Records supplied section start

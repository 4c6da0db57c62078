mod common;

use anyhow::Result;
use common::*;
use nestql::parser::parse_query_string;
use nestql::ResolverConfig;
use nestql_sqlite::SqliteQuery;

fn run(query_string: &str, model: &str, config: ResolverConfig) -> Result<Vec<i64>> {
    let conn = database()?;
    let resolver = resolver(config);
    let request = parse_query_string(query_string, &resolver.config().root_key)?;

    let mut query = SqliteQuery::new(&conn, resolver.schema(), model);
    resolver.apply_request(&mut query, &request)?;
    keys(&query)
}

#[test]
fn test_nested_filters_from_query_string() -> Result<()> {
    assert_eq!(run("?filters[author][name][$eq]=Ada&filters[views][$gt]=10&page=2", "post", ResolverConfig::strict())?, vec![1]);
    assert_eq!(run("filters[views][$between][]=10&filters[views][$between][]=100", "post", ResolverConfig::strict())?, vec![2]);
    assert_eq!(run("filters[commentable][duration][$lt]=100", "comment", ResolverConfig::strict())?, vec![5]);
    Ok(())
}

#[test]
fn test_encoded_values() -> Result<()> {
    assert_eq!(run("filters%5Btitle%5D%5B%24contains%5D=100%25+off", "post", ResolverConfig::strict())?, vec![3]);
    assert_eq!(run("filters[title][$in][]=SQL+joins&filters[title][$in][]=Rust+ownership", "post", ResolverConfig::strict())?, vec![1, 2]);
    Ok(())
}

#[test]
fn test_custom_root_key() -> Result<()> {
    let config = ResolverConfig { root_key: "where".into(), ..ResolverConfig::strict() };
    assert_eq!(run("where[slug][$eqc]=ABC&filters[slug][$eqc]=abc", "post", config)?, vec![2]);
    Ok(())
}

#[test]
fn test_invalid_filters_from_query_string() -> Result<()> {
    assert!(run("filters[password][$eq]=x", "user", ResolverConfig::strict()).is_err());
    assert_eq!(run("filters[password][$eq]=x&filters[name][$startsWith]=G", "user", ResolverConfig::silent())?, vec![2]);
    Ok(())
}
use serde::{Deserialize, Serialize};

#[derive(Debug, Serialize)]
#[serde(rename_all = "camelCase")]
pub struct GenerateContentRequest<'a> {
    pub contents: &'a [Content],
}

#[derive(Debug, Clone, Serialize, Deserialize)]
pub struct Content {
    pub parts: Vec<Part>,
    #[serde(skip_serializing_if = "Option::is_none")]
    pub role: Option<String>,
}

impl Content {
    pub fn user(text: &str) -> Self {
        Self::with_role("user", text)
    }

    pub fn model(text: &str) -> Self {
        Self::with_role("model", text)
    }

    fn with_role(role: &str, text: &str) -> Self {
        Self {
            parts: vec![Part {
                text: text.to_string(),
            }],
            role: Some(role.to_string()),
        }
    }
}

#[derive(Debug, Clone, Serialize, Deserialize)]
pub struct Part {
    #[serde(default)]
    pub text: String,
}

#[derive(Debug, Deserialize)]
#[serde(rename_all = "camelCase")]
pub struct GenerateContentResponse {
    pub candidates: Option<Vec<Candidate>>,
    pub prompt_feedback: Option<PromptFeedback>,
    pub error: Option<ApiError>,
}

#[derive(Debug, Deserialize)]
pub struct Candidate {
    pub content: Option<Content>,
}

#[derive(Debug, Deserialize)]
#[serde(rename_all = "camelCase")]
pub struct PromptFeedback {
    pub block_reason: Option<String>,
}

/// Body of `GET models/{model}`; also carries `error` on failure.
#[derive(Debug, Deserialize)]
#[serde(rename_all = "camelCase")]
pub struct ModelInfo {
    pub display_name: Option<String>,
    pub error: Option<ApiError>,
}

#[derive(Debug, Deserialize)]
pub struct ApiError {
    pub code: Option<u16>,
    pub message: Option<String>,
}
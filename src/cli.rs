use std::path::PathBuf;

use chrono::NaiveDate;
use clap::{Args, Parser, Subcommand};

use crate::gemini::SessionMode;
use crate::pipeline::translate::DEFAULT_TARGET_LANGUAGE;

#[derive(Parser, Debug)]
#[command(name = "arxiv-triage")]
#[command(about = "Search arXiv, keep the relevant papers with Gemini, and translate them")]
#[command(version)]
pub struct Cli {
    #[command(subcommand)]
    pub command: Command,

    /// Enable debug logging
    #[arg(short, long, global = true)]
    pub verbose: bool,
}

#[derive(Subcommand, Debug)]
pub enum Command {
    /// Fetch matching papers and export them
    Search(SearchArgs),
    /// Fetch, classify for relevance, translate, exporting after each stage
    Run(RunArgs),
}

#[derive(Args, Debug)]
pub struct SearchArgs {
    /// Search terms. Boolean operators (AND, OR, ANDNOT) and parentheses are passed through
    pub terms: String,

    /// First submission date, inclusive (YYYY-MM-DD)
    #[arg(long, default_value = "2020-01-01")]
    pub from: NaiveDate,

    /// Last submission date, inclusive (YYYY-MM-DD, default: today)
    #[arg(long)]
    pub to: Option<NaiveDate>,

    /// Number of papers to fetch (1-2000)
    #[arg(short = 'n', long, default_value_t = 10)]
    pub max_results: usize,

    /// Directory the XML exports are written to
    #[arg(short, long, default_value = ".")]
    pub output_dir: PathBuf,
}

#[derive(Args, Debug)]
pub struct RunArgs {
    #[command(flatten)]
    pub search: SearchArgs,

    /// Topic a paper must concern to be kept (e.g. "new methodology")
    #[arg(short, long)]
    pub condition: String,

    /// Gemini requests per minute; every model call is paced to this rate
    #[arg(long, default_value_t = 10, value_parser = clap::value_parser!(u32).range(1..))]
    pub rpm: u32,

    /// Whether prompts share one conversation or are sent independently
    #[arg(long, value_enum, default_value_t = SessionMode::Stateless)]
    pub session: SessionMode,

    /// Language titles and abstracts are translated into
    #[arg(long, default_value = DEFAULT_TARGET_LANGUAGE)]
    pub target_language: String,

    /// Stop after the relevance stage
    #[arg(long)]
    pub skip_translation: bool,
}
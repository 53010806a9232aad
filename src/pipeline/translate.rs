use crate::gemini::ChatModel;

use super::ItemError;

/// Stored in place of a translation that could not be produced.
pub const TRANSLATION_FAILED: &str = "[translation failed]";

pub const DEFAULT_TARGET_LANGUAGE: &str = "Brazilian Portuguese";

pub fn translation_prompt(target_language: &str, text: &str) -> String {
    format!(
        "You are a translator into {target_language}. Given the text below, reply only with \
         the translated text and no additional commentary.\nText: {text}"
    )
}

/// Translates `text`; an empty reply counts as a failure.
pub async fn translate(
    model: &mut impl ChatModel,
    target_language: &str,
    text: &str,
) -> Result<String, ItemError> {
    let reply = model
        .send_message(&translation_prompt(target_language, text))
        .await?;
    let reply = reply.trim();
    if reply.is_empty() {
        return Err(ItemError::EmptyReply);
    }
    Ok(reply.to_string())
}
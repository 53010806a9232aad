use tracing::warn;

use super::client::GeminiError;
use super::types::GenerateContentResponse;

/// Text of the first candidate, all parts joined.
///
/// A blocked prompt and a response with no text are both errors.
pub fn extract_reply_text(response: &GenerateContentResponse) -> Result<String, GeminiError> {
    let candidate = response.candidates.as_ref().and_then(|c| c.first());

    let text: String = candidate
        .and_then(|c| c.content.as_ref())
        .map(|content| content.parts.iter().map(|part| part.text.as_str()).collect())
        .unwrap_or_default();

    if !text.trim().is_empty() {
        return Ok(text);
    }

    if let Some(reason) = response
        .prompt_feedback
        .as_ref()
        .and_then(|f| f.block_reason.clone())
    {
        warn!(reason = %reason, "Gemini blocked the prompt");
        return Err(GeminiError::Blocked(reason));
    }

    warn!("Gemini returned empty answer (safety filter or empty response)");
    Err(GeminiError::EmptyResponse)
}
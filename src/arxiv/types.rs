/// One record returned by the arXiv search API.
///
/// Every field except the `translated_*` pair is filled by the fetcher and
/// never changed afterwards. Missing source fields are empty strings.
#[derive(Debug, Clone, Default, PartialEq, Eq)]
pub struct Paper {
    pub title: String,
    pub summary: String,
    pub authors: Vec<String>,
    pub published: String,
    pub updated: String,
    pub entry_id: String,
    pub primary_category: String,
    pub translated_title: Option<String>,
    pub translated_summary: Option<String>,
}

/// Result of one paginated fetch.
#[derive(Debug, Default)]
pub struct FetchOutcome {
    pub papers: Vec<Paper>,
    /// Total hits reported by the server for the unbounded query.
    pub total_discovered: Option<u64>,
}
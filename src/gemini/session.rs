use reqwest::Client;
use tracing::{debug, info};

use super::client::{GeminiClient, GeminiError};
use super::types::Content;

/// Whether a session carries conversation history between prompts.
#[derive(Debug, Clone, Copy, Default, PartialEq, Eq, clap::ValueEnum)]
pub enum SessionMode {
    /// Every prompt is sent on its own, with no earlier turns.
    #[default]
    Stateless,
    /// Prompts and replies accumulate; each call sends the whole conversation.
    Reuse,
}

/// A prompt/response channel to a language model.
/// Implemented by `ChatSession` for production; mock implementations used in tests.
pub trait ChatModel {
    async fn send_message(&mut self, prompt: &str) -> Result<String, GeminiError>;
}

/// Opens one authenticated session per scan.
pub trait ModelProvider {
    type Session: ChatModel;

    async fn open_session(&self) -> Result<Self::Session, GeminiError>;
}

/// Long-lived handle reused for every call within one scan.
#[derive(Debug)]
pub struct ChatSession {
    client: GeminiClient,
    mode: SessionMode,
    history: Vec<Content>,
}

impl ChatSession {
    pub fn new(client: GeminiClient, mode: SessionMode) -> Self {
        Self {
            client,
            mode,
            history: Vec::new(),
        }
    }

    pub fn history_len(&self) -> usize {
        self.history.len()
    }
}

impl ChatModel for ChatSession {
    async fn send_message(&mut self, prompt: &str) -> Result<String, GeminiError> {
        let turn = Content::user(prompt);
        let reply = match self.mode {
            SessionMode::Stateless => self.client.generate(std::slice::from_ref(&turn)).await?,
            SessionMode::Reuse => {
                self.history.push(turn);
                match self.client.generate(&self.history).await {
                    Ok(reply) => reply,
                    Err(e) => {
                        self.history.pop();
                        return Err(e);
                    }
                }
            }
        };

        if self.mode == SessionMode::Reuse {
            self.history.push(Content::model(&reply));
            debug!(turns = self.history_len(), "session history grew");
        }
        Ok(reply)
    }
}

impl ModelProvider for GeminiClient {
    type Session = ChatSession;

    async fn open_session(&self) -> Result<ChatSession, GeminiError> {
        self.verify_model().await?;
        info!(model = %self.model(), mode = ?self.session_mode, "Gemini session opened");
        Ok(ChatSession::new(self.clone(), self.session_mode))
    }
}

/// Reads the Gemini configuration each time a scan opens its session, so a
/// missing key fails that scan instead of the whole run.
#[derive(Clone)]
pub struct GeminiProvider {
    http: Client,
    mode: SessionMode,
    lookup: fn(&str) -> Option<String>,
}

impl GeminiProvider {
    pub fn new(http: Client, mode: SessionMode) -> Self {
        Self {
            http,
            mode,
            lookup: |name| std::env::var(name).ok(),
        }
    }

    #[cfg(test)]
    pub(crate) fn with_lookup(mut self, lookup: fn(&str) -> Option<String>) -> Self {
        self.lookup = lookup;
        self
    }
}

impl ModelProvider for GeminiProvider {
    type Session = ChatSession;

    async fn open_session(&self) -> Result<ChatSession, GeminiError> {
        GeminiClient::from_lookup(self.http.clone(), self.lookup)?
            .with_session_mode(self.mode)
            .open_session()
            .await
    }
}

Records supplied section end

= Task description =
Copy out every line from the data above in which the word "parts" occurs.

= Response below =
    pub parts: Vec<Part>,
            parts: vec![Part {
/// Text of the first candidate, all parts joined.
        .map(|content| content.parts.iter().map(|part| part.text.as_str()).collect())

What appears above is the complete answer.